//! Operand expressions.
//!
//! Literals: decimal integers, reals (`0.5`, `-1.0`, `1e-3`), hexadecimal
//! (`$1F`, `0x1F`) and binary (`%1010`, `0b1010`). Symbols may carry a memory
//! suffix: `name^` (midpoint) or `name#` (end).
//!
//! Operators, loosest first: `|`, `^^` (xor; a lone `^` also works where it
//! cannot be a suffix), `&`, `<<` `>>`, `+` `-`, `*` `/`, and unary `-` `~`.
//! Integer arithmetic stays integer; anything touching a real is real.

use crate::error::AsmError;

/// Memory symbol suffix.
#[derive(Clone, Copy, Debug, PartialEq, Eq)]
pub enum Suffix {
    /// Plain name.
    None,
    /// `^`: midpoint.
    Mid,
    /// `#`: end.
    End,
}

/// An evaluated operand.
#[derive(Clone, Copy, Debug, PartialEq)]
pub enum Value {
    /// Integer: raw bits, addresses, register numbers.
    Int(i64),
    /// Real: converted to fixed point by the field that consumes it.
    Real(f64),
}

impl Value {
    /// Numeric value as a float.
    pub fn as_f64(self) -> f64 {
        match self {
            Value::Int(i) => i as f64,
            Value::Real(r) => r,
        }
    }
}

/// Binary operator.
#[derive(Clone, Copy, Debug, PartialEq, Eq)]
#[allow(missing_docs)]
pub enum BinOp {
    Or,
    Xor,
    And,
    Shl,
    Shr,
    Add,
    Sub,
    Mul,
    Div,
}

/// Parsed expression.
#[derive(Clone, Debug, PartialEq)]
pub enum Expr {
    /// Integer literal.
    Int(i64),
    /// Real literal.
    Real(f64),
    /// Symbol reference.
    Symbol(String, Suffix),
    /// Unary minus.
    Neg(Box<Expr>),
    /// Bitwise not.
    Not(Box<Expr>),
    /// Binary operation.
    Binary(BinOp, Box<Expr>, Box<Expr>),
}

impl Expr {
    /// Parses operand text.
    pub fn parse(text: &str) -> Result<Expr, AsmError> {
        let tokens = tokenize(text).map_err(|reason| AsmError::malformed(text, reason))?;
        if tokens.is_empty() {
            return Err(AsmError::malformed(text, "empty expression"));
        }
        let mut parser = Parser {
            tokens,
            pos: 0,
            depth: 0,
        };
        let expr = parser
            .binary(0)
            .map_err(|reason| AsmError::malformed(text, reason))?;
        if parser.pos < parser.tokens.len() {
            return Err(AsmError::malformed(
                text,
                format!("unexpected {:?}", parser.tokens[parser.pos]),
            ));
        }
        Ok(expr)
    }

    /// If the expression is a bare symbol, its name.
    pub fn as_symbol(&self) -> Option<&str> {
        match self {
            Expr::Symbol(name, Suffix::None) => Some(name),
            _ => None,
        }
    }

    /// Evaluates with `resolve` supplying symbol values.
    pub fn eval(
        &self,
        resolve: &mut dyn FnMut(&str, Suffix) -> Result<Value, AsmError>,
    ) -> Result<Value, AsmError> {
        Ok(match self {
            Expr::Int(i) => Value::Int(*i),
            Expr::Real(r) => Value::Real(*r),
            Expr::Symbol(name, suffix) => resolve(name, *suffix)?,
            Expr::Neg(e) => match e.eval(resolve)? {
                Value::Int(i) => Value::Int(i.wrapping_neg()),
                Value::Real(r) => Value::Real(-r),
            },
            Expr::Not(e) => Value::Int(!int_operand(e.eval(resolve)?)?),
            Expr::Binary(op, a, b) => {
                let (a, b) = (a.eval(resolve)?, b.eval(resolve)?);
                apply(*op, a, b)?
            }
        })
    }
}

fn int_operand(value: Value) -> Result<i64, AsmError> {
    match value {
        Value::Int(i) => Ok(i),
        Value::Real(r) => Err(AsmError::NotInteger {
            field: "bitwise operand",
            value: r,
        }),
    }
}

fn apply(op: BinOp, a: Value, b: Value) -> Result<Value, AsmError> {
    match op {
        BinOp::Or | BinOp::Xor | BinOp::And | BinOp::Shl | BinOp::Shr => {
            let (x, y) = (int_operand(a)?, int_operand(b)?);
            let shift = (y.clamp(0, 63)) as u32;
            Ok(Value::Int(match op {
                BinOp::Or => x | y,
                BinOp::Xor => x ^ y,
                BinOp::And => x & y,
                BinOp::Shl => x.wrapping_shl(shift),
                _ => x.wrapping_shr(shift),
            }))
        }
        _ => match (a, b) {
            (Value::Int(x), Value::Int(y)) => Ok(Value::Int(match op {
                BinOp::Add => x.wrapping_add(y),
                BinOp::Sub => x.wrapping_sub(y),
                BinOp::Mul => x.wrapping_mul(y),
                _ => {
                    if y == 0 {
                        return Err(AsmError::DivisionByZero);
                    }
                    x.wrapping_div(y)
                }
            })),
            (a, b) => {
                let (x, y) = (a.as_f64(), b.as_f64());
                Ok(Value::Real(match op {
                    BinOp::Add => x + y,
                    BinOp::Sub => x - y,
                    BinOp::Mul => x * y,
                    _ => {
                        if y == 0.0 {
                            return Err(AsmError::DivisionByZero);
                        }
                        x / y
                    }
                }))
            }
        },
    }
}

#[derive(Clone, Debug, PartialEq)]
enum Token {
    Int(i64),
    Real(f64),
    Ident(String, Suffix),
    Op(&'static str),
}

const OPERATORS: &[&str] = &["<<", ">>", "^^", "+", "-", "*", "/", "|", "&", "^", "~", "(", ")"];

fn tokenize(text: &str) -> Result<Vec<Token>, String> {
    let bytes = text.as_bytes();
    let mut tokens = Vec::new();
    let mut i = 0;
    while i < bytes.len() {
        let c = bytes[i] as char;
        if c.is_ascii_whitespace() {
            i += 1;
            continue;
        }
        let rest = &text[i..];
        if let Some(digits) = rest.strip_prefix('$') {
            let (value, len) = radix_literal(digits, 16)?;
            tokens.push(Token::Int(value));
            i += 1 + len;
        } else if let Some(digits) = rest.strip_prefix('%') {
            let (value, len) = radix_literal(digits, 2)?;
            tokens.push(Token::Int(value));
            i += 1 + len;
        } else if let Some(digits) = rest.strip_prefix("0x").or_else(|| rest.strip_prefix("0X")) {
            let (value, len) = radix_literal(digits, 16)?;
            tokens.push(Token::Int(value));
            i += 2 + len;
        } else if let Some(digits) = rest
            .strip_prefix("0b")
            .or_else(|| rest.strip_prefix("0B"))
            .filter(|d| d.starts_with(['0', '1']))
        {
            let (value, len) = radix_literal(digits, 2)?;
            tokens.push(Token::Int(value));
            i += 2 + len;
        } else if c.is_ascii_digit() || (c == '.' && rest[1..].starts_with(|d: char| d.is_ascii_digit())) {
            let len = decimal_len(rest);
            let literal = &rest[..len];
            if literal.contains(['.', 'e', 'E']) {
                let value = literal
                    .parse::<f64>()
                    .map_err(|_| format!("malformed number '{literal}'"))?;
                tokens.push(Token::Real(value));
            } else {
                let value = literal
                    .parse::<i64>()
                    .map_err(|_| format!("integer '{literal}' is too large"))?;
                tokens.push(Token::Int(value));
            }
            i += len;
        } else if c.is_ascii_alphabetic() || c == '_' {
            let len = rest
                .find(|ch: char| !(ch.is_ascii_alphanumeric() || ch == '_'))
                .unwrap_or(rest.len());
            let name = rest[..len].to_string();
            i += len;
            let suffix = match bytes.get(i) {
                Some(b'#') => {
                    i += 1;
                    Suffix::End
                }
                Some(b'^') if bytes.get(i + 1) != Some(&b'^') => {
                    i += 1;
                    Suffix::Mid
                }
                _ => Suffix::None,
            };
            tokens.push(Token::Ident(name, suffix));
        } else if let Some(op) = OPERATORS.iter().find(|op| rest.starts_with(**op)) {
            tokens.push(Token::Op(op));
            i += op.len();
        } else {
            return Err(format!("unexpected character '{c}'"));
        }
    }
    Ok(tokens)
}

fn radix_literal(digits: &str, radix: u32) -> Result<(i64, usize), String> {
    let len = digits
        .find(|c: char| !(c.is_digit(radix) || c == '_'))
        .unwrap_or(digits.len());
    let cleaned: String = digits[..len].chars().filter(|c| *c != '_').collect();
    if cleaned.is_empty() {
        return Err("missing digits after radix prefix".to_string());
    }
    let value = i64::from_str_radix(&cleaned, radix)
        .map_err(|_| format!("literal '{cleaned}' is too large"))?;
    Ok((value, len))
}

fn decimal_len(text: &str) -> usize {
    let bytes = text.as_bytes();
    let mut i = 0;
    while i < bytes.len() && (bytes[i].is_ascii_digit() || bytes[i] == b'.') {
        i += 1;
    }
    if i < bytes.len() && matches!(bytes[i], b'e' | b'E') {
        let mut j = i + 1;
        if j < bytes.len() && matches!(bytes[j], b'+' | b'-') {
            j += 1;
        }
        if j < bytes.len() && bytes[j].is_ascii_digit() {
            i = j;
            while i < bytes.len() && bytes[i].is_ascii_digit() {
                i += 1;
            }
        }
    }
    i
}

/// Binding power table: (operator, precedence, op).
const BINARY: &[(&str, u8, BinOp)] = &[
    ("|", 1, BinOp::Or),
    ("^^", 2, BinOp::Xor),
    ("^", 2, BinOp::Xor),
    ("&", 3, BinOp::And),
    ("<<", 4, BinOp::Shl),
    (">>", 4, BinOp::Shr),
    ("+", 5, BinOp::Add),
    ("-", 5, BinOp::Sub),
    ("*", 6, BinOp::Mul),
    ("/", 6, BinOp::Div),
];

/// Deepest nesting of parentheses and unary operators accepted.
const MAX_NESTING: usize = 64;

struct Parser {
    tokens: Vec<Token>,
    pos: usize,
    depth: usize,
}

impl Parser {
    fn peek_binary(&self) -> Option<(u8, BinOp)> {
        match self.tokens.get(self.pos) {
            Some(Token::Op(op)) => BINARY
                .iter()
                .find(|(text, _, _)| text == op)
                .map(|&(_, prec, bin)| (prec, bin)),
            _ => None,
        }
    }

    /// Precedence climbing; all binary operators are left-associative.
    fn binary(&mut self, min_prec: u8) -> Result<Expr, String> {
        let mut lhs = self.unary()?;
        while let Some((prec, op)) = self.peek_binary() {
            if prec <= min_prec {
                break;
            }
            self.pos += 1;
            let rhs = self.binary(prec)?;
            lhs = Expr::Binary(op, Box::new(lhs), Box::new(rhs));
        }
        Ok(lhs)
    }

    fn unary(&mut self) -> Result<Expr, String> {
        if self.depth >= MAX_NESTING {
            return Err(format!("expression nested deeper than {MAX_NESTING} levels"));
        }
        self.depth += 1;
        let expr = self.operand();
        self.depth -= 1;
        expr
    }

    fn operand(&mut self) -> Result<Expr, String> {
        let token = self.tokens.get(self.pos).cloned();
        self.pos += 1;
        match token {
            Some(Token::Op("-")) => Ok(match self.unary()? {
                Expr::Int(i) => Expr::Int(-i),
                Expr::Real(r) => Expr::Real(-r),
                other => Expr::Neg(Box::new(other)),
            }),
            Some(Token::Op("+")) => self.unary(),
            Some(Token::Op("~")) => Ok(Expr::Not(Box::new(self.unary()?))),
            Some(Token::Op("(")) => {
                let inner = self.binary(0)?;
                match self.tokens.get(self.pos) {
                    Some(Token::Op(")")) => {
                        self.pos += 1;
                        Ok(inner)
                    }
                    _ => Err("missing ')'".to_string()),
                }
            }
            Some(Token::Int(i)) => Ok(Expr::Int(i)),
            Some(Token::Real(r)) => Ok(Expr::Real(r)),
            Some(Token::Ident(name, suffix)) => Ok(Expr::Symbol(name, suffix)),
            Some(Token::Op(op)) => Err(format!("unexpected '{op}'")),
            None => Err("unexpected end of expression".to_string()),
        }
    }
}

#[cfg(test)]
mod tests {
    use super::*;

    fn eval(text: &str) -> Value {
        Expr::parse(text)
            .unwrap()
            .eval(&mut |name, suffix| match (name, suffix) {
                ("K", Suffix::None) => Ok(Value::Int(10)),
                ("half", Suffix::None) => Ok(Value::Real(0.5)),
                ("buf", Suffix::Mid) => Ok(Value::Int(50)),
                ("buf", Suffix::End) => Ok(Value::Int(99)),
                _ => Err(AsmError::UndefinedSymbol(name.to_string())),
            })
            .unwrap()
    }

    #[test]
    fn literals() {
        assert_eq!(eval("42"), Value::Int(42));
        assert_eq!(eval("-1.0"), Value::Real(-1.0));
        assert_eq!(eval("1e-3"), Value::Real(0.001));
        assert_eq!(eval("$1F"), Value::Int(31));
        assert_eq!(eval("0x1f"), Value::Int(31));
        assert_eq!(eval("%1010"), Value::Int(10));
        assert_eq!(eval("0b1010"), Value::Int(10));
        assert_eq!(eval("$FF_FF"), Value::Int(0xFFFF));
    }

    #[test]
    fn precedence_and_associativity() {
        assert_eq!(eval("1 + 2 * 3"), Value::Int(7));
        assert_eq!(eval("10 - 2 - 3"), Value::Int(5));
        assert_eq!(eval("1 << 4 | 1"), Value::Int(17));
        assert_eq!(eval("$F0 & $3C ^^ $FF"), Value::Int(0xF0 & 0x3C ^ 0xFF));
        assert_eq!(eval("(1 + 2) * 3"), Value::Int(9));
        assert_eq!(eval("~0 & $FF"), Value::Int(0xFF));
    }

    #[test]
    fn symbols_and_suffixes() {
        assert_eq!(eval("K * 2"), Value::Int(20));
        assert_eq!(eval("buf# - buf^"), Value::Int(49));
        assert_eq!(eval("half * 2"), Value::Real(1.0));
        assert_eq!(eval("-half"), Value::Real(-0.5));
    }

    #[test]
    fn errors() {
        assert!(Expr::parse("").is_err());
        assert!(Expr::parse("(1").is_err());
        assert!(Expr::parse("1 2").is_err());
        assert!(Expr::parse("1 @ 2").is_err());
        let err = Expr::parse("1/0").unwrap().eval(&mut |_, _| Ok(Value::Int(0)));
        assert_eq!(err, Err(AsmError::DivisionByZero));
        let err = Expr::parse("0.5 | 1").unwrap().eval(&mut |_, _| Ok(Value::Int(0)));
        assert!(matches!(err, Err(AsmError::NotInteger { .. })));
    }

    #[test]
    fn nesting_is_bounded() {
        let shallow = format!("{}1{}", "(".repeat(20), ")".repeat(20));
        assert_eq!(eval(&shallow), Value::Int(1));
        let deep = format!("{}1{}", "(".repeat(100_000), ")".repeat(100_000));
        assert!(matches!(Expr::parse(&deep), Err(AsmError::MalformedOperand { .. })));
        assert!(Expr::parse(&"-".repeat(100_000)).is_err());
    }

    #[test]
    fn bare_symbol() {
        assert_eq!(Expr::parse("loop").unwrap().as_symbol(), Some("loop"));
        assert_eq!(Expr::parse("buf#").unwrap().as_symbol(), None);
    }
}
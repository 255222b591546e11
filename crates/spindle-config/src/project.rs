//! `spindle.toml` project configuration.

use std::path::{Path, PathBuf};

use serde::{Deserialize, Serialize};
use spindle_asm::AssemblerOptions;
use spindle_core::CompileOptions;

use crate::ConfigError;
use crate::paths::find_config;

/// Project-wide settings.
///
/// Every key is optional; a missing file or table falls back to the chip's
/// physical limits and the assembler's default behavior.
///
/// ```toml
/// template_dirs = ["blocks"]
///
/// [compile]
/// register_count = 32
///
/// [assembler]
/// strict = true
/// ```
#[derive(Clone, Debug, Default, PartialEq, Serialize, Deserialize)]
#[serde(default)]
pub struct ProjectConfig {
    /// Extra template directories, relative to the project file.
    pub template_dirs: Vec<PathBuf>,
    /// Compiler resource ceilings.
    pub compile: CompileOptions,
    /// Assembler switches.
    pub assembler: AssemblerOptions,
    /// Directory holding the project file, if loaded from disk.
    #[serde(skip)]
    pub root: Option<PathBuf>,
}

impl ProjectConfig {
    /// Load from a TOML file.
    pub fn load(path: impl AsRef<Path>) -> Result<Self, ConfigError> {
        let path = path.as_ref();
        let content =
            std::fs::read_to_string(path).map_err(|e| ConfigError::read_file(path, e))?;
        let mut config = Self::from_toml(&content)?;
        config.root = path.parent().map(Path::to_path_buf);
        tracing::debug!(path = %path.display(), "loaded project config");
        Ok(config)
    }

    /// Parse from a TOML string.
    pub fn from_toml(toml_str: &str) -> Result<Self, ConfigError> {
        Ok(toml::from_str(toml_str)?)
    }

    /// Serialize to a TOML string.
    pub fn to_toml(&self) -> Result<String, ConfigError> {
        Ok(toml::to_string_pretty(self)?)
    }

    /// Save to a TOML file, creating parent directories.
    pub fn save(&self, path: impl AsRef<Path>) -> Result<(), ConfigError> {
        let path = path.as_ref();
        if let Some(parent) = path.parent() {
            if !parent.as_os_str().is_empty() {
                std::fs::create_dir_all(parent)
                    .map_err(|e| ConfigError::create_dir(parent, e))?;
            }
        }
        let content = self.to_toml()?;
        std::fs::write(path, content).map_err(|e| ConfigError::write_file(path, e))
    }

    /// Resolve the configuration for a run.
    ///
    /// Uses `explicit` if given, else the nearest `spindle.toml` at or above
    /// `cwd`, else defaults.
    pub fn discover(explicit: Option<&Path>, cwd: &Path) -> Result<Self, ConfigError> {
        if let Some(path) = explicit {
            return Self::load(path);
        }
        match find_config(cwd) {
            Some(path) => Self::load(path),
            None => Ok(Self::default()),
        }
    }

    /// Template directories with relative entries resolved against the
    /// project root.
    pub fn resolved_template_dirs(&self) -> Vec<PathBuf> {
        self.template_dirs
            .iter()
            .map(|dir| match &self.root {
                Some(root) if dir.is_relative() => root.join(dir),
                _ => dir.clone(),
            })
            .collect()
    }
}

====

Activity >> From the material above, tally every line that includes the word "AssemblerOptions" and state the count only.

Task solution >> 2